Dataset extract ▸
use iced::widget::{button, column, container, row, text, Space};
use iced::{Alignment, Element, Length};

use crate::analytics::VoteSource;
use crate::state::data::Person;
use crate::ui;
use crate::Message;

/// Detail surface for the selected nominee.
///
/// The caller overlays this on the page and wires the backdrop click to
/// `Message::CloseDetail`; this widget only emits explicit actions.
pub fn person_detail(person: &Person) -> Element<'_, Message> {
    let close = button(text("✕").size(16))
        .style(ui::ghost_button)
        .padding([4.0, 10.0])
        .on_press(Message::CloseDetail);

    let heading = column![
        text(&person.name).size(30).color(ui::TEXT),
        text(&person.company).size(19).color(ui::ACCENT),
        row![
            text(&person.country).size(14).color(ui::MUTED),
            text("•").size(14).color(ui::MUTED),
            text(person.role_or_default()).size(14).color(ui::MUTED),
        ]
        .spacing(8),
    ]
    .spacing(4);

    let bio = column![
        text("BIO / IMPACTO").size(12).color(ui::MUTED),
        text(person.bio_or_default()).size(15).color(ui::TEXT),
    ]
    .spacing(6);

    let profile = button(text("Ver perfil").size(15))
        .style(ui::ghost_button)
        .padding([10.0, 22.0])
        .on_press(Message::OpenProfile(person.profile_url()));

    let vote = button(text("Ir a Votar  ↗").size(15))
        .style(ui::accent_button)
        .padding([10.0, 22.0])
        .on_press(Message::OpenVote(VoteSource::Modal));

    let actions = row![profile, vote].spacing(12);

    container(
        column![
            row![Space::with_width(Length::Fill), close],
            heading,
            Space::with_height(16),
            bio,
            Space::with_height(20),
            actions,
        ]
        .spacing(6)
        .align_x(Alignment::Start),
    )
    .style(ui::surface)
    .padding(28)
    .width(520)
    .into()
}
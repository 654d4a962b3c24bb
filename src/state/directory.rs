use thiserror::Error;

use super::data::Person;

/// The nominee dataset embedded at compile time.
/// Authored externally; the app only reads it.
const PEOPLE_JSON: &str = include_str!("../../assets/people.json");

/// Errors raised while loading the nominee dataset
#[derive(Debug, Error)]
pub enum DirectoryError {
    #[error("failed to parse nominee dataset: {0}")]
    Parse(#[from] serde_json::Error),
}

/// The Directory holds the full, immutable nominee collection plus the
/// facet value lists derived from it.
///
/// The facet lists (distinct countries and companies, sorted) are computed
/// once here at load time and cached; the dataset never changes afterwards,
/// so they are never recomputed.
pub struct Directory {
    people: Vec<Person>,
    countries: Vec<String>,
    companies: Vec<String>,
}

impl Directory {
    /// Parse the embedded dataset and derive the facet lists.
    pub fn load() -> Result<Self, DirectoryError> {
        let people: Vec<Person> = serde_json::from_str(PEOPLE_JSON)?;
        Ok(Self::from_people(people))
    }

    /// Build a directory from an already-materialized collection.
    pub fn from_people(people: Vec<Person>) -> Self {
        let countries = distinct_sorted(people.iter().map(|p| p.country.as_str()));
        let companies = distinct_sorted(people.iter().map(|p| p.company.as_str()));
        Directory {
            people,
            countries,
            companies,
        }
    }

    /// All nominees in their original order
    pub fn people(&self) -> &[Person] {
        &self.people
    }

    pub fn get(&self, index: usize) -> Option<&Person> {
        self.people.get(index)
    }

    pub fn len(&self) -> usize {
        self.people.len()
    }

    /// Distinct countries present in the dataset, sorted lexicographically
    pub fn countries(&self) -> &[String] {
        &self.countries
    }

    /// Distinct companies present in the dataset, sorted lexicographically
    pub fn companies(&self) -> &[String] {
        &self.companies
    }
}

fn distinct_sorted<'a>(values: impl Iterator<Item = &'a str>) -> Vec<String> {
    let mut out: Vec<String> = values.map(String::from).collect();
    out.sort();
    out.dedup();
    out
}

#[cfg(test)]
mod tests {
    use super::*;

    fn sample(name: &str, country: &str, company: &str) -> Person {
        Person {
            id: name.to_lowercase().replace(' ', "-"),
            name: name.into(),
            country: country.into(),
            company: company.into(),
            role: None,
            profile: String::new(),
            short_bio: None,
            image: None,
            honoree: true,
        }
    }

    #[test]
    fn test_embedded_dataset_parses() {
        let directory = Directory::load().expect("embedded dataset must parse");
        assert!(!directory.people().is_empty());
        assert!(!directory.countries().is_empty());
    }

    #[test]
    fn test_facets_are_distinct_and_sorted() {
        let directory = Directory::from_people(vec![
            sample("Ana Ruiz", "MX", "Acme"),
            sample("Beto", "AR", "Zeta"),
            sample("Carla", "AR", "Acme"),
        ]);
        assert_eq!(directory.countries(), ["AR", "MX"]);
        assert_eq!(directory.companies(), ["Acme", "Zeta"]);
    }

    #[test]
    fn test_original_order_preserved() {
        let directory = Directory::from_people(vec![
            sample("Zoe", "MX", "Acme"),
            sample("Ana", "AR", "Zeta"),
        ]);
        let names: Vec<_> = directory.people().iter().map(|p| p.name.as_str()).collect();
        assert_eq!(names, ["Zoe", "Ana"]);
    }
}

Task brief ▸ Your task is to return each line of the data above that contains the string "crate".

Response for this exercise ▸
use crate::analytics::VoteSource;
use crate::state::data::Person;
use crate::ui;
use crate::Message;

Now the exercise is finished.